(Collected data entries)
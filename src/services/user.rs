//! User activation and review listings.

use crate::db::pool::DbPool;
use crate::db::{pull_requests, users};
use crate::error::AppError;
use crate::models::{PullRequestShort, User};

#[derive(Debug, Clone)]
pub struct UserService {
    pool: DbPool,
}

impl UserService {
    pub fn new(pool: DbPool) -> Self {
        Self { pool }
    }

    /// Set whether a user may be picked as a reviewer.
    ///
    /// Existing assignments are left as they are.
    pub async fn set_is_active(&self, user_id: &str, is_active: bool) -> Result<User, AppError> {
        let mut conn = self.pool.acquire().await?;
        let user = users::set_is_active(&mut conn, user_id, is_active).await?;

        log::info!("[user] '{}' is_active = {}", user.user_id, user.is_active);
        Ok(user)
    }

    pub async fn get_user(&self, user_id: &str) -> Result<User, AppError> {
        let mut conn = self.pool.acquire().await?;
        users::get_by_id(&mut conn, user_id).await
    }

    /// Pull requests of any status that `user_id` reviews.
    pub async fn get_review_assignments(
        &self,
        user_id: &str,
    ) -> Result<Vec<PullRequestShort>, AppError> {
        let mut conn = self.pool.acquire().await?;
        let assigned = pull_requests::get_by_reviewer(&mut conn, user_id).await?;

        Ok(assigned.iter().map(|pr| pr.to_short()).collect())
    }
}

(WHAT THIS TASK INVOLVES) Copy every line in the records above that contains the word "Result".

(RESPONSE)
    pub async fn set_is_active(&self, user_id: &str, is_active: bool) -> Result<User, AppError> {
    pub async fn get_user(&self, user_id: &str) -> Result<User, AppError> {
    ) -> Result<Vec<PullRequestShort>, AppError> {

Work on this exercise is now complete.